# RECORDS TO USE:
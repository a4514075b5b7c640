use clap::Args;

use youtools::add::{self, AddOutput, AddRequest, Pipeline};
use youtools::project::Project;
use youtools::registry;
use youtools::transpile::RemoteTranspiler;

use super::{CmdResult, GlobalArgs, OptionFlags};

#[derive(Args)]
pub struct AddArgs {
    /// The utils to add
    #[arg(value_name = "UTILS")]
    pub utils: Vec<String>,

    #[command(flatten)]
    pub options: OptionFlags,
}

pub fn run(args: AddArgs, global: &GlobalArgs) -> CmdResult<AddOutput> {
    let project = Project::current()?;
    let resolver = registry::default_resolver()?;
    let transpiler = RemoteTranspiler::from_env()?;

    let request = AddRequest {
        names: args.utils,
        flags: args.options.to_cli_flags(),
        overrides: args.options.overrides(),
    };
    let pipeline = Pipeline {
        resolver: resolver.as_ref(),
        transpiler: &transpiler,
        cancel: &global.cancel,
    };

    let output = add::run(&project, request, &pipeline)?;
    let exit_code = if output.is_success() { 0 } else { 1 };

    Ok((output, exit_code))
}
use clap::{Parser, Subcommand};

use commands::GlobalArgs;
use youtools::cancel::CancelFlag;

mod commands;
mod output;
mod tty;

use commands::{add, init};

const VERSION: &str = env!("CARGO_PKG_VERSION");

#[derive(Parser)]
#[command(name = "youtools")]
#[command(version = VERSION)]
#[command(about = "Add utils to your project without creating a load of dependencies")]
struct Cli {
    #[command(subcommand)]
    command: Commands,
}

#[derive(Subcommand)]
enum Commands {
    /// Init a default youtools config in your project
    Init(init::InitArgs),
    /// Add utils to your project
    Add(add::AddArgs),
}

fn main() -> std::process::ExitCode {
    let cli = Cli::parse();

    let cancel = CancelFlag::new();
    if let Err(err) = cancel.install_signal_handler() {
        tty::status(&err.summary());
    }
    let global = GlobalArgs { cancel };

    tty::status("youtools is working...");
    let (json_result, exit_code) = commands::run_json(cli.command, &global);
    output::print_json_result(json_result, exit_code);

    std::process::ExitCode::from(exit_code_to_u8(exit_code))
}

fn exit_code_to_u8(code: i32) -> u8 {
    if code <= 0 {
        0
    } else if code >= 255 {
        255
    } else {
        code as u8
    }
}
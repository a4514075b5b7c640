//! File I/O primitives with consistent error handling.

use crate::error::{Error, Result};
use std::fs;
use std::io::Write;
use std::path::Path;
use tempfile::NamedTempFile;

/// Read file contents with standardized error handling.
pub fn read_file(path: &Path, operation: &str) -> Result<String> {
    fs::read_to_string(path)
        .map_err(|e| Error::internal_io(e.to_string(), Some(operation.to_string())))
}

/// Read file contents, treating a missing file as empty.
pub fn read_file_or_empty(path: &Path, operation: &str) -> Result<String> {
    match fs::read_to_string(path) {
        Ok(content) => Ok(content),
        Err(e) if e.kind() == std::io::ErrorKind::NotFound => Ok(String::new()),
        Err(e) => Err(Error::internal_io(e.to_string(), Some(operation.to_string()))),
    }
}

/// Create a directory and its parents if missing.
pub fn ensure_dir(dir: &Path) -> Result<()> {
    fs::create_dir_all(dir).map_err(|e| Error::write_failed(dir.display().to_string(), e.to_string()))
}

/// Write content to file atomically.
///
/// The content goes to a uniquely named temp file in the target's directory
/// which is then renamed over the target. Readers see either the old content
/// or the new content, never a partial write. The temp file is removed if any
/// step fails.
pub fn write_file_atomic(path: &Path, content: &str) -> Result<()> {
    let target = path.display().to_string();

    let parent = match path.parent() {
        Some(dir) if dir.as_os_str().is_empty() => Path::new("."),
        Some(dir) => dir,
        None => return Err(Error::write_failed(target, "path has no parent directory")),
    };

    let mut tmp = NamedTempFile::new_in(parent)
        .map_err(|e| Error::write_failed(target.clone(), e.to_string()))?;

    tmp.write_all(content.as_bytes())
        .map_err(|e| Error::write_failed(target.clone(), e.to_string()))?;

    tmp.persist(path)
        .map_err(|e| Error::write_failed(target, e.error.to_string()))?;

    Ok(())
}

/// Append content to a file, creating it if absent.
pub fn append_file(path: &Path, content: &str) -> Result<()> {
    let target = path.display().to_string();
    let mut file = fs::OpenOptions::new()
        .create(true)
        .append(true)
        .open(path)
        .map_err(|e| Error::write_failed(target.clone(), e.to_string()))?;

    file.write_all(content.as_bytes())
        .map_err(|e| Error::write_failed(target, e.to_string()))
}

#[cfg(test)]
mod tests {
    use super::*;
    use std::io::Write;
    use tempfile::tempdir;

    #[test]
    fn read_file_succeeds_for_existing_file() {
        let mut temp = NamedTempFile::new().unwrap();
        writeln!(temp, "test content").unwrap();

        let content = read_file(temp.path(), "test read").unwrap();
        assert!(content.contains("test content"));
    }

    #[test]
    fn read_file_returns_error_for_missing_file() {
        let result = read_file(Path::new("/nonexistent/path.txt"), "test read");
        let err = result.unwrap_err();
        assert_eq!(err.code.as_str(), "internal.io_error");
    }

    #[test]
    fn read_file_or_empty_handles_missing_file() {
        let dir = tempdir().unwrap();
        let content = read_file_or_empty(&dir.path().join("index.js"), "read index").unwrap();
        assert!(content.is_empty());
    }

    #[test]
    fn write_file_atomic_replaces_content_without_leftovers() {
        let dir = tempdir().unwrap();
        let path = dir.path().join("debounce.js");

        write_file_atomic(&path, "first").unwrap();
        write_file_atomic(&path, "second").unwrap();

        assert_eq!(fs::read_to_string(&path).unwrap(), "second");
        let entries: Vec<_> = fs::read_dir(dir.path())
            .unwrap()
            .map(|entry| entry.unwrap().file_name())
            .collect();
        assert_eq!(entries, vec![std::ffi::OsString::from("debounce.js")]);
    }

    #[test]
    fn write_file_atomic_leaves_existing_tmp_sibling_alone() {
        let dir = tempdir().unwrap();
        let path = dir.path().join("debounce.js");
        let sibling = dir.path().join("debounce.js.tmp");
        fs::write(&sibling, "user data").unwrap();

        write_file_atomic(&path, "export {}").unwrap();

        assert_eq!(fs::read_to_string(&path).unwrap(), "export {}");
        assert_eq!(fs::read_to_string(&sibling).unwrap(), "user data");
    }

    #[test]
    fn write_file_atomic_returns_write_failed_with_path() {
        let err = write_file_atomic(Path::new("/nonexistent/dir/file.txt"), "content").unwrap_err();
        assert_eq!(err.code.as_str(), "write.failed");
        assert_eq!(err.details["path"], "/nonexistent/dir/file.txt");
    }

    #[test]
    fn append_file_creates_then_appends() {
        let dir = tempdir().unwrap();
        let path = dir.path().join("index.js");

        append_file(&path, "a\n").unwrap();
        append_file(&path, "b\n").unwrap();

        assert_eq!(fs::read_to_string(&path).unwrap(), "a\nb\n");
    }
}
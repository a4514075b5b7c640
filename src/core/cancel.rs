//! Interrupt handling for long runs.
//!
//! The first SIGINT/SIGTERM marks the run cancelled; the add loop finishes
//! the utility in progress and starts no new one. A second signal exits
//! immediately.

use std::sync::atomic::{AtomicBool, Ordering};
use std::sync::Arc;

use crate::error::{Error, Result};

const EXIT_INTERRUPTED: i32 = 130;

#[derive(Debug, Clone, Default)]
pub struct CancelFlag {
    cancelled: Arc<AtomicBool>,
}

impl CancelFlag {
    pub fn new() -> Self {
        Self::default()
    }

    pub fn cancel(&self) {
        self.cancelled.store(true, Ordering::SeqCst);
    }

    pub fn is_cancelled(&self) -> bool {
        self.cancelled.load(Ordering::SeqCst)
    }

    /// Route SIGINT/SIGTERM to this flag. Call once at startup.
    pub fn install_signal_handler(&self) -> Result<()> {
        let cancelled = Arc::clone(&self.cancelled);
        ctrlc::set_handler(move || {
            if cancelled.swap(true, Ordering::SeqCst) {
                eprintln!("\nReceived second interrupt, exiting immediately...");
                std::process::exit(EXIT_INTERRUPTED);
            }
            eprintln!("\nReceived interrupt, stopping after the current utility...");
        })
        .map_err(|e| Error::internal_unexpected(format!("install signal handler: {}", e)))
    }
}
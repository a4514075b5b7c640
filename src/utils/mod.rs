//! Generic utility primitives with zero domain knowledge.
//!
//! - `io` - File I/O with consistent error handling
//! - `validation` - Input validation helpers

pub mod io;
pub mod validation;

# EXERCISE DESCRIPTION:
When a line of the entries above contains the word "ExitCode", include it in a tally, then give that tally alone.

# TASK SOLUTION:
2